**TASK DETAILS:**
Every line containing the word "iter" is to be copied from the data below.

**Data excerpts:**
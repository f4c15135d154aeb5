//! Built-in tool signatures.
//!
//! These are the only functions whose signatures may be written into a prompt
//! verbatim, and the only ones a pythonic tool call can resolve to.

use serde_json::{Map, Value};

/// Argument type of a built-in parameter.
#[derive(Debug, Clone, Copy, PartialEq, Eq)]
pub enum ParamType {
    /// Non-negative integer.
    Index,
    /// `YYYY-MM-DD` calendar date, carried as a string.
    Date,
}

#[derive(Debug, Clone, Copy)]
pub struct Param {
    pub name: &'static str,
    pub ty: ParamType,
}

/// A whitelisted function: name, ordered parameters, and the Python stub used
/// to describe it to pythonic-call models.
#[derive(Debug)]
pub struct Signature {
    pub name: &'static str,
    pub params: &'static [Param],
    pub python_stub: &'static str,
}

const GET_RECENT_CHANNEL_MESSAGES: Signature = Signature {
    name: "getRecentChannelMessages",
    params: &[
        Param { name: "channelIndex", ty: ParamType::Index },
        Param { name: "limit", ty: ParamType::Index },
    ],
    python_stub: r#"
def getRecentChannelMessages(channelIndex: int, limit: int) -> List:
    """Get recent messages from a channel, starting from the most recent.

    Args:
      channelIndex: The list index of the channel to get messages from.
      limit: The maximum number of messages to return.

    Returns:
      A list of dicts, each with the following keys:
      - userName: The name of the user who sent the message.
      - isoDate: The ISO 8601 date and time of the message.
      - message: The content of the message.
    """
"#,
};

const GET_CHANNEL_MESSAGES_RANGE: Signature = Signature {
    name: "getChannelMessagesRange",
    params: &[
        Param { name: "channelIndex", ty: ParamType::Index },
        Param { name: "startDate", ty: ParamType::Date },
        Param { name: "endDate", ty: ParamType::Date },
    ],
    python_stub: r#"
def getChannelMessagesRange(channelIndex: int, startDate: str, endDate: str) -> List:
    """Get messages from a channel, within a specific time range.

    Args:
      channelIndex: The list index of the channel to get messages from.
      startDate: The start date of the time range to get messages from. Must be in the format YYYY-MM-DD.
      endDate: The end date of the time range to get messages from. Must be in the format YYYY-MM-DD.

    Returns:
      A list of dicts, each with the following keys:
      - userName: The name of the user who sent the message.
      - isoDate: The ISO 8601 date and time of the message.
      - message: The content of the message.
    """
"#,
};

/// All whitelisted signatures.
pub const CATALOG: &[&Signature] = &[&GET_RECENT_CHANNEL_MESSAGES, &GET_CHANNEL_MESSAGES_RANGE];

pub fn lookup(name: &str) -> Option<&'static Signature> {
    CATALOG.iter().copied().find(|sig| sig.name == name)
}

/// `YYYY-MM-DD` with a real calendar date behind it.
pub fn is_iso_date(s: &str) -> bool {
    let shape_ok = s.len() == 10
        && s.bytes().enumerate().all(|(i, b)| match i {
            4 | 7 => b == b'-',
            _ => b.is_ascii_digit(),
        });
    shape_ok && chrono::NaiveDate::parse_from_str(s, "%Y-%m-%d").is_ok()
}

impl ParamType {
    pub fn check(self, value: &Value) -> Result<(), String> {
        match self {
            ParamType::Index => match value.as_u64() {
                Some(_) => Ok(()),
                None => Err(format!("expected a non-negative integer, got {value}")),
            },
            ParamType::Date => match value.as_str() {
                Some(s) if is_iso_date(s) => Ok(()),
                _ => Err(format!("expected a YYYY-MM-DD date, got {value}")),
            },
        }
    }

    /// Whether values of this type are written as quoted strings.
    pub fn is_string(self) -> bool {
        matches!(self, ParamType::Date)
    }
}

impl Signature {
    pub fn param(&self, name: &str) -> Option<&Param> {
        self.params.iter().find(|p| p.name == name)
    }

    /// Exact-arity, exact-type check of a structured argument map.
    pub fn validate(&self, args: &Map<String, Value>) -> Result<(), String> {
        for key in args.keys() {
            if self.param(key).is_none() {
                return Err(format!("{} has no parameter {key}", self.name));
            }
        }
        for param in self.params {
            let value = args
                .get(param.name)
                .ok_or_else(|| format!("{} is missing {}", self.name, param.name))?;
            param
                .ty
                .check(value)
                .map_err(|e| format!("{}.{}: {e}", self.name, param.name))?;
        }
        Ok(())
    }
}

#[cfg(test)]
mod tests {
    use super::*;
    use serde_json::json;

    #[test]
    fn test_lookup_known_and_unknown() {
        assert!(lookup("getRecentChannelMessages").is_some());
        assert!(lookup("getChannelMessagesRange").is_some());
        assert!(lookup("unknownFn").is_none());
    }

    #[test]
    fn test_stub_matches_signature_name() {
        for sig in CATALOG {
            assert!(sig.python_stub.contains(&format!("def {}(", sig.name)));
        }
    }

    #[test]
    fn test_iso_date() {
        assert!(is_iso_date("2024-01-31"));
        assert!(!is_iso_date("2024-02-30"));
        assert!(!is_iso_date("2024-1-31"));
        assert!(!is_iso_date("20240131"));
        assert!(!is_iso_date("2024/01/31"));
    }

    #[test]
    fn test_validate_rejects_negative_and_extra() {
        let sig = lookup("getRecentChannelMessages").unwrap();
        let ok = json!({"channelIndex": 2, "limit": 5});
        assert!(sig.validate(ok.as_object().unwrap()).is_ok());

        let negative = json!({"channelIndex": -1, "limit": 5});
        assert!(sig.validate(negative.as_object().unwrap()).is_err());

        let extra = json!({"channelIndex": 1, "limit": 5, "cursor": 3});
        assert!(sig.validate(extra.as_object().unwrap()).is_err());

        let missing = json!({"channelIndex": 1});
        assert!(sig.validate(missing.as_object().unwrap()).is_err());
    }

    #[test]
    fn test_validate_dates() {
        let sig = lookup("getChannelMessagesRange").unwrap();
        let ok = json!({"channelIndex": 0, "startDate": "2024-01-01", "endDate": "2024-01-31"});
        assert!(sig.validate(ok.as_object().unwrap()).is_ok());

        let bad = json!({"channelIndex": 0, "startDate": 20240101, "endDate": "2024-01-31"});
        assert!(sig.validate(bad.as_object().unwrap()).is_err());
    }
}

**EXERCISE SOLUTION:**
    CATALOG.iter().copied().find(|sig| sig.name == name)
        self.params.iter().find(|p| p.name == name)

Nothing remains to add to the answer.